2015, A New Year

For me, 2014 was a year of painful transition. As I look to 2015, I see a year that will be filled with more adjustments that will test my spirit. I am hopeful that in overcoming my challenges I will have an opportunity for peace. If I am lucky, perhaps even personal happiness – beyond the joy I receive from my children.

My beautiful daughter is a junior in high school and her days at home are slipping away. Soon she will matriculate to college and my little family will be reduced to two.

While I am facing a year of unknown turmoil, I refuse to let the darkness ruin the last year that I have with my daughter living at home. I refuse to allow myself to obsess over things that are beyond my control. I choose to have faith in my ability to overcome, as I always have, whatever life hands me.
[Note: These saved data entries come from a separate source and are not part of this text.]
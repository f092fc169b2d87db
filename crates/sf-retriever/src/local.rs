//! Components known from local source.

use std::collections::{HashMap, HashSet};

/// The component set an on-disk source scan reports, keyed by metadata type.
///
/// With `source_only` set, retrievers answer from this set alone and never
/// fall back to the org.
#[derive(Debug, Clone, Default)]
pub struct LocalComponents {
    components: HashMap<String, HashSet<String>>,
    source_only: bool,
}

impl LocalComponents {
    pub fn new(source_only: bool) -> Self {
        Self {
            components: HashMap::new(),
            source_only,
        }
    }

    pub fn source_only(&self) -> bool {
        self.source_only
    }

    pub fn insert(&mut self, metadata_type: impl Into<String>, full_name: impl Into<String>) {
        self.components
            .entry(metadata_type.into())
            .or_default()
            .insert(full_name.into());
    }

    pub fn extend<I, S>(&mut self, metadata_type: &str, full_names: I)
    where
        I: IntoIterator<Item = S>,
        S: Into<String>,
    {
        let entry = self.components.entry(metadata_type.to_string()).or_default();
        entry.extend(full_names.into_iter().map(Into::into));
    }

    pub fn contains(&self, metadata_type: &str, full_name: &str) -> bool {
        self.components
            .get(metadata_type)
            .is_some_and(|names| names.contains(full_name))
    }

    pub fn len(&self, metadata_type: &str) -> usize {
        self.components.get(metadata_type).map_or(0, HashSet::len)
    }
}
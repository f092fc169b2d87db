//! Error types for sf-inventory-retriever.

pub type Result<T> = std::result::Result<T, Error>;

#[derive(Debug, thiserror::Error)]
#[error("{kind}")]
pub struct Error {
    pub kind: ErrorKind,
    #[source]
    pub source: Option<Box<dyn std::error::Error + Send + Sync>>,
}

impl Error {
    pub fn new(kind: ErrorKind) -> Self {
        Self { kind, source: None }
    }

    pub fn with_source(kind: ErrorKind, source: impl std::error::Error + Send + Sync + 'static) -> Self {
        Self { kind, source: Some(Box::new(source)) }
    }

    /// True for a resolver miss, which callers treat as "skip this object".
    pub fn is_not_found(&self) -> bool {
        matches!(self.kind, ErrorKind::DurableIdNotFound(_))
    }
}

#[derive(Debug, thiserror::Error)]
pub enum ErrorKind {
    #[error("Gateway error: {0}")]
    Gateway(String),
    #[error("No durable id for object {0}")]
    DurableIdNotFound(String),
    #[error("Could not decode row: {0}")]
    Decode(String),
}

impl From<sf_inventory_metadata::Error> for Error {
    fn from(err: sf_inventory_metadata::Error) -> Self {
        Error::with_source(ErrorKind::Gateway(err.to_string()), err)
    }
}

impl From<serde_json::Error> for Error {
    fn from(err: serde_json::Error) -> Self {
        Error::with_source(ErrorKind::Decode(err.to_string()), err)
    }
}
use tokio::net::TcpListener;
use tracing_subscriber::{layer::SubscriberExt, util::SubscriberInitExt};

#[tokio::main]
async fn main() -> Result<(), std::io::Error> {
    tracing_subscriber::registry()
        .with(
            tracing_subscriber::EnvFilter::try_from_default_env()
                .unwrap_or_else(|_| "mock_server=debug".into()),
        )
        .with(tracing_subscriber::fmt::layer())
        .init();

    let port = std::env::var("PORT").unwrap_or_else(|_| "3000".to_string());
    let token = std::env::var("HEROIQ_API_TOKEN").unwrap_or_else(|_| mock_server::DEFAULT_TOKEN.to_string());
    let addr = format!("127.0.0.1:{port}");
    let listener = TcpListener::bind(&addr).await?;
    tracing::info!(%addr, "listening");
    mock_server::run(listener, &token).await
}
//! Generates `include/heroiq.h` from the `extern "C"` surface.

use std::env;
use std::path::PathBuf;

fn main() {
    println!("cargo:rerun-if-changed=src");

    let crate_dir = match env::var("CARGO_MANIFEST_DIR") {
        Ok(dir) => PathBuf::from(dir),
        Err(e) => {
            println!("cargo:warning=CARGO_MANIFEST_DIR unset: {e}");
            return;
        }
    };

    let generated = cbindgen::Builder::new()
        .with_crate(&crate_dir)
        .with_language(cbindgen::Language::C)
        .with_include_guard("HEROIQ_H")
        .with_cpp_compat(true)
        .generate();

    // A header failure must not break the Rust build.
    match generated {
        Ok(bindings) => {
            bindings.write_to_file(crate_dir.join("include").join("heroiq.h"));
        }
        Err(e) => println!("cargo:warning=cbindgen failed, header not regenerated: {e}"),
    }
}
On a daily basis I receive messages from people telling me how helpful my blog has been for them.  Parents connect with my ability to accept and find humor in my challenges.

What most of you do not realize is that you have helped me, as well. During a year when I could have easily been swept away in sadness and regret, I had you. Knowing that thousands of people were checking in on my life forced me to remain focused on the positive. Helping you through the challenges reminded me just how strong I am – how much I have overcome.

So, as we face 2015 together, let us remember that there is happiness in every day – we simply have to focus on it.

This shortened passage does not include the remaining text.